A faithful copy of the whole listing is required.
Start of Block
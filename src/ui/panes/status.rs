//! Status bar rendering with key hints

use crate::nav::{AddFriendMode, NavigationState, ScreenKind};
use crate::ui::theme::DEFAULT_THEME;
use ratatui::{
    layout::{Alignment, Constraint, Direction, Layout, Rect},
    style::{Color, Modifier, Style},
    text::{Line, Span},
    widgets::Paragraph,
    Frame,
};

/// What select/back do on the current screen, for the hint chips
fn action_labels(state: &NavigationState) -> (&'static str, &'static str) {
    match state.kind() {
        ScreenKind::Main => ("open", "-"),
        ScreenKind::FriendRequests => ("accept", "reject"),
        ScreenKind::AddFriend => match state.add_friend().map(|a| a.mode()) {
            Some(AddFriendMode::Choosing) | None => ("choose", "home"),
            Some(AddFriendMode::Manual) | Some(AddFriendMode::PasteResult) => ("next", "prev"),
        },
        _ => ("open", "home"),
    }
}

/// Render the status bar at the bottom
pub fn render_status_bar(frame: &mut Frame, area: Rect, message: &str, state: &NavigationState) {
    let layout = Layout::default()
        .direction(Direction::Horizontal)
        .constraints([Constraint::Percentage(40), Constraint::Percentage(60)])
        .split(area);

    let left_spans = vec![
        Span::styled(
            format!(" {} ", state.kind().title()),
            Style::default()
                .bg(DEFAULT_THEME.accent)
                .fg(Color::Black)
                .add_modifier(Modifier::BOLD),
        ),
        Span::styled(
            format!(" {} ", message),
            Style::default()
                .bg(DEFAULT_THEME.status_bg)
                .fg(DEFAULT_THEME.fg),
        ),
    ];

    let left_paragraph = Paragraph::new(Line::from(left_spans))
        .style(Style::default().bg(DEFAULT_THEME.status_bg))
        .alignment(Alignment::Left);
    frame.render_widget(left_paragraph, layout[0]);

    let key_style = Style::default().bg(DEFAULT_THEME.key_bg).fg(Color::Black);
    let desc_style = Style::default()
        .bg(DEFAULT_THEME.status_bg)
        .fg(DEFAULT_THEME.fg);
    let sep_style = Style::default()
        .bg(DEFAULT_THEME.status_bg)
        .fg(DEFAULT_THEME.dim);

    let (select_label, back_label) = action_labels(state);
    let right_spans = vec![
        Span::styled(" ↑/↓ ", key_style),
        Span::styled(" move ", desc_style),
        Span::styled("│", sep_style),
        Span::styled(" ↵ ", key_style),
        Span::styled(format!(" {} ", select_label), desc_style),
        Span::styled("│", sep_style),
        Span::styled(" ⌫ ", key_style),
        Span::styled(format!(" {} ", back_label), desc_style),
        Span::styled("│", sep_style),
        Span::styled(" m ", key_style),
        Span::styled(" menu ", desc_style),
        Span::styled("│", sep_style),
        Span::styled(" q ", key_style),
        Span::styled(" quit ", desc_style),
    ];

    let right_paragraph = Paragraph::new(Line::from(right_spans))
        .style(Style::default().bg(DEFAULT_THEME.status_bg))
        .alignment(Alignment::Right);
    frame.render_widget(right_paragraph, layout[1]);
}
End of Block
Task response:
filename src/ui/panes/status.rs
//! Status bar rendering with key hints

use crate::nav::{AddFriendMode, NavigationState, ScreenKind};
use crate::ui::theme::DEFAULT_THEME;
use ratatui::{
    layout::{Alignment, Constraint, Direction, Layout, Rect},
    style::{Color, Modifier, Style},
    text::{Line, Span},
    widgets::Paragraph,
    Frame,
};

/// What select/back do on the current screen, for the hint chips
fn action_labels(state: &NavigationState) -> (&'static str, &'static str) {
    match state.kind() {
        ScreenKind::Main => ("open", "-"),
        ScreenKind::FriendRequests => ("accept", "reject"),
        ScreenKind::AddFriend => match state.add_friend().map(|a| a.mode()) {
            Some(AddFriendMode::Choosing) | None => ("choose", "home"),
            Some(AddFriendMode::Manual) | Some(AddFriendMode::PasteResult) => ("next", "prev"),
        },
        _ => ("open", "home"),
    }
}

/// Render the status bar at the bottom
pub fn render_status_bar(frame: &mut Frame, area: Rect, message: &str, state: &NavigationState) {
    let layout = Layout::default()
        .direction(Direction::Horizontal)
        .constraints([Constraint::Percentage(40), Constraint::Percentage(60)])
        .split(area);

    let left_spans = vec![
        Span::styled(
            format!(" {} ", state.kind().title()),
            Style::default()
                .bg(DEFAULT_THEME.accent)
                .fg(Color::Black)
                .add_modifier(Modifier::BOLD),
        ),
        Span::styled(
            format!(" {} ", message),
            Style::default()
                .bg(DEFAULT_THEME.status_bg)
                .fg(DEFAULT_THEME.fg),
        ),
    ];

    let left_paragraph = Paragraph::new(Line::from(left_spans))
        .style(Style::default().bg(DEFAULT_THEME.status_bg))
        .alignment(Alignment::Left);
    frame.render_widget(left_paragraph, layout[0]);

    let key_style = Style::default().bg(DEFAULT_THEME.key_bg).fg(Color::Black);
    let desc_style = Style::default()
        .bg(DEFAULT_THEME.status_bg)
        .fg(DEFAULT_THEME.fg);
    let sep_style = Style::default()
        .bg(DEFAULT_THEME.status_bg)
        .fg(DEFAULT_THEME.dim);

    let (select_label, back_label) = action_labels(state);
    let right_spans = vec![
        Span::styled(" ↑/↓ ", key_style),
        Span::styled(" move ", desc_style),
        Span::styled("│", sep_style),
        Span::styled(" ↵ ", key_style),
        Span::styled(format!(" {} ", select_label), desc_style),
        Span::styled("│", sep_style),
        Span::styled(" ⌫ ", key_style),
        Span::styled(format!(" {} ", back_label), desc_style),
        Span::styled("│", sep_style),
        Span::styled(" m ", key_style),
        Span::styled(" menu ", desc_style),
        Span::styled("│", sep_style),
        Span::styled(" q ", key_style),
        Span::styled(" quit ", desc_style),
    ];

    let right_paragraph = Paragraph::new(Line::from(right_spans))
        .style(Style::default().bg(DEFAULT_THEME.status_bg))
        .alignment(Alignment::Right);
    frame.render_widget(right_paragraph, layout[1]);
}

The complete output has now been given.